### PROVIDED RECORDS
use std::fmt;

use bytes::Bytes;
use chrono::{NaiveDate, NaiveDateTime};

/// Delimiter between report fields. Fields are written verbatim, without quoting.
pub const DELIMITER: &str = ",";

/// Report columns preceding the two endpoint version columns.
pub const HEADER_COLUMNS: [&str; 6] = [
    "calc_timestamp",
    "original_date",
    "company",
    "invoice",
    "nr_lines",
    "state",
];

const TIMESTAMP_FORMAT: &str = "%Y-%m-%d %H:%M:%S%.6f";
const DATE_FORMAT: &str = "%Y-%m-%d";

/// Fields that identify a recorded invoice. They are carried into the report unchanged.
#[derive(Debug, Clone, PartialEq, Eq)]
pub struct PrefixMetadata {
    /// When the record was read for this run.
    pub captured_at: NaiveDateTime,
    /// Transaction date of the original invoice.
    pub original_date: NaiveDate,
    pub company: String,
    pub invoice: String,
}

/// A recorded invoice request to be replayed against both endpoints.
#[derive(Debug, Clone)]
pub struct InputRecord {
    /// The gzip compressed request document.
    pub document: Bytes,
    pub prefix: PrefixMetadata,
}

/// The outcome of replaying one record against both endpoints.
///
/// Jurisdictions are only read from endpoint A.
#[derive(Debug, Clone, PartialEq, Eq)]
pub struct ComparisonRow {
    pub prefix: PrefixMetadata,
    pub line_count: usize,
    pub jurisdictions: String,
    pub total_tax_a: Option<String>,
    pub total_tax_b: Option<String>,
}

impl ComparisonRow {
    /// The row's fields in report column order.
    pub fn fields(&self) -> [String; 8] {
        [
            self.prefix.captured_at.format(TIMESTAMP_FORMAT).to_string(),
            self.prefix.original_date.format(DATE_FORMAT).to_string(),
            self.prefix.company.clone(),
            self.prefix.invoice.clone(),
            self.line_count.to_string(),
            self.jurisdictions.clone(),
            self.total_tax_a.clone().unwrap_or_default(),
            self.total_tax_b.clone().unwrap_or_default(),
        ]
    }

    /// Serialize as a single report line, including the line break.
    pub fn to_line(&self) -> String {
        format!("{self}\n")
    }
}

impl fmt::Display for ComparisonRow {
    fn fmt(&self, f: &mut fmt::Formatter) -> fmt::Result {
        write!(f, "{}", self.fields().join(DELIMITER))
    }
}

/// Produce the report header line, naming the version of each endpoint.
pub fn header_line(version_a: &str, version_b: &str) -> String {
    let columns: Vec<&str> = HEADER_COLUMNS
        .iter()
        .copied()
        .chain([version_a, version_b])
        .collect();

    format!("{}\n", columns.join(DELIMITER))
}
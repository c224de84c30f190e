use async_trait::async_trait;
use bytes::Bytes;
use chrono::{Local, NaiveDate};
use replay_common::record::{InputRecord, PrefixMetadata};
use sqlx::postgres::{PgPool, PgPoolOptions};
use tracing::info;

use crate::error::SourceError;

/// Supplies the recorded invoices to replay.
#[async_trait]
pub trait RecordSource {
    /// Read up to `limit` records.
    async fn fetch(&self, limit: usize) -> Result<Vec<InputRecord>, SourceError>;
}

/// Records that are already in memory.
pub struct VecRecordSource {
    records: Vec<InputRecord>,
}

impl VecRecordSource {
    pub fn new(records: Vec<InputRecord>) -> Self {
        Self { records }
    }
}

#[async_trait]
impl RecordSource for VecRecordSource {
    async fn fetch(&self, limit: usize) -> Result<Vec<InputRecord>, SourceError> {
        Ok(self.records.iter().take(limit).cloned().collect())
    }
}

#[derive(sqlx::FromRow)]
struct InvoiceRow {
    id: i64,
    input_xml: Vec<u8>,
    transaction_date: NaiveDate,
    external_company_id: String,
    invoice_num: String,
}

impl From<InvoiceRow> for InputRecord {
    fn from(row: InvoiceRow) -> Self {
        InputRecord {
            document: Bytes::from(row.input_xml),
            prefix: PrefixMetadata {
                captured_at: Local::now().naive_local(),
                original_date: row.transaction_date,
                company: row.external_company_id,
                invoice: row.invoice_num,
            },
        }
    }
}

/// Recorded invoices stored in a PostgreSQL table, read page by page.
///
/// Only invoices with a stored request transacted on or after `cutoff` are read.
pub struct PgRecordSource {
    table: String,
    pool: PgPool,
    cutoff: NaiveDate,
    page_size: usize,
}

impl PgRecordSource {
    pub async fn new(
        table: &str,
        url: &str,
        max_connections: u32,
        cutoff: NaiveDate,
        page_size: usize,
    ) -> Result<Self, SourceError> {
        let pool = PgPoolOptions::new()
            .max_connections(max_connections)
            .connect(url)
            .await
            .map_err(|error| SourceError::ConnectionError { error })?;

        Ok(Self::new_from_pool(table, pool, cutoff, page_size))
    }

    pub fn new_from_pool(table: &str, pool: PgPool, cutoff: NaiveDate, page_size: usize) -> Self {
        Self {
            table: table.to_owned(),
            pool,
            cutoff,
            page_size: page_size.max(1),
        }
    }

    /// Read up to `size` rows whose id is greater than `after`, in id order.
    async fn fetch_page(&self, after: i64, size: usize) -> Result<Vec<InvoiceRow>, SourceError> {
        // TODO: Escaping. sqlx can't bind identifiers, so the table name comes straight from config.
        let base_query = format!(
            r#"
SELECT
    id,
    input_xml,
    transaction_date::date AS transaction_date,
    external_company_id::text AS external_company_id,
    invoice_num::text AS invoice_num
FROM
    "{}"
WHERE
    input_xml IS NOT NULL
    AND transaction_date >= $1
    AND id > $2
ORDER BY
    id
LIMIT $3
            "#,
            &self.table
        );

        sqlx::query_as::<_, InvoiceRow>(&base_query)
            .bind(self.cutoff)
            .bind(after)
            .bind(size as i64)
            .fetch_all(&self.pool)
            .await
            .map_err(|error| SourceError::QueryError {
                command: "SELECT".to_owned(),
                error,
            })
    }
}

#[async_trait]
impl RecordSource for PgRecordSource {
    async fn fetch(&self, limit: usize) -> Result<Vec<InputRecord>, SourceError> {
        let mut records = Vec::with_capacity(limit.min(self.page_size));
        let mut last_id = 0;

        while records.len() < limit {
            let size = self.page_size.min(limit - records.len());
            let page = self.fetch_page(last_id, size).await?;
            let exhausted = page.len() < size;

            if let Some(row) = page.last() {
                last_id = row.id;
            }

            records.extend(page.into_iter().map(InputRecord::from));
            info!(records = records.len(), "read page of recorded invoices");

            if exhausted {
                break;
            }
        }

        Ok(records)
    }
}
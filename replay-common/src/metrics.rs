use axum::{routing::get, Router};
use metrics_exporter_prometheus::{BuildError, PrometheusBuilder, PrometheusHandle};

/// Bind a `TcpListener` on the provided bind address to serve a `Router` on it.
/// This function is intended to take a Router as returned by `setup_metrics_router`.
pub async fn serve(router: Router, bind: &str) -> Result<(), std::io::Error> {
    let listener = tokio::net::TcpListener::bind(bind).await?;

    tracing::info!("serving metrics on {}", bind);
    axum::serve(listener, router).await?;

    Ok(())
}

/// Build a Router for a metrics endpoint, installing the global recorder.
pub fn setup_metrics_router() -> Result<Router, BuildError> {
    let recorder_handle = setup_metrics_recorder()?;

    Ok(Router::new().route(
        "/metrics",
        get(move || std::future::ready(recorder_handle.render())),
    ))
}

pub fn setup_metrics_recorder() -> Result<PrometheusHandle, BuildError> {
    // Calculation requests are slow compared to regular HTTP traffic, so buckets go up to a minute.
    const EXPONENTIAL_SECONDS: &[f64] = &[
        0.01, 0.025, 0.05, 0.1, 0.25, 0.5, 1.0, 2.5, 5.0, 10.0, 30.0, 60.0,
    ];

    PrometheusBuilder::new()
        .set_buckets(EXPONENTIAL_SECONDS)?
        .install_recorder()
}
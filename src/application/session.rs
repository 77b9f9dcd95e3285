use super::chain::{FallbackChain, Outcome};
use crate::domain::account::{Account, Amount};
use crate::domain::payment::PaymentLog;
use crate::domain::ports::PaymentSource;
use crate::error::Result;
use log::debug;
use rust_decimal::Decimal;
use rust_decimal_macros::dec;

/// Parameters of a batch run: `count` payments of `amount` each.
#[derive(Debug, Clone, Copy, PartialEq)]
pub struct BatchRequest {
    pub count: usize,
    pub amount: Decimal,
}

impl Default for BatchRequest {
    fn default() -> Self {
        Self {
            count: 5,
            amount: dec!(500.0),
        }
    }
}

/// Coordinates the payments of one run.
///
/// `Session` owns the fallback chain and the payment log, and hands out order
/// numbers. Every attempt that reaches the chain consumes a number, whether it
/// is paid or not.
pub struct Session<A: PaymentSource = Account> {
    chain: FallbackChain<A>,
    log: PaymentLog,
    next_sequence: u64,
}

impl<A: PaymentSource> Session<A> {
    /// Creates a session over `accounts`, tried in the given order.
    pub fn new(accounts: Vec<A>) -> Self {
        Self {
            chain: FallbackChain::new(accounts),
            log: PaymentLog::new(),
            next_sequence: 1,
        }
    }

    /// Processes one payment.
    ///
    /// An amount that is not strictly positive is rejected before a sequence
    /// number is assigned.
    pub fn process_single(&mut self, amount: Decimal) -> Result<Outcome> {
        let amount = Amount::new(amount)?;
        let sequence = self.next_sequence;
        self.next_sequence += 1;
        debug!("assigned sequence #{sequence} to payment of {amount}");
        Ok(self.chain.attempt(amount, sequence, &mut self.log))
    }

    /// Processes `request.count` payments of `request.amount`, one after the
    /// other. A failed payment does not stop the batch.
    pub fn process_batch(&mut self, request: BatchRequest) -> Result<Vec<Outcome>> {
        // Validate once so an invalid amount fails the whole batch up front.
        Amount::new(request.amount)?;
        (0..request.count)
            .map(|_| self.process_single(request.amount))
            .collect()
    }

    pub fn log(&self) -> &PaymentLog {
        &self.log
    }

    pub fn accounts(&self) -> &[A] {
        self.chain.accounts()
    }

    pub fn next_sequence(&self) -> u64 {
        self.next_sequence
    }
}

### TASK GOAL
Count the lines of these entries that hold the string "against", and give only that number.

### ANSWER SPACE
2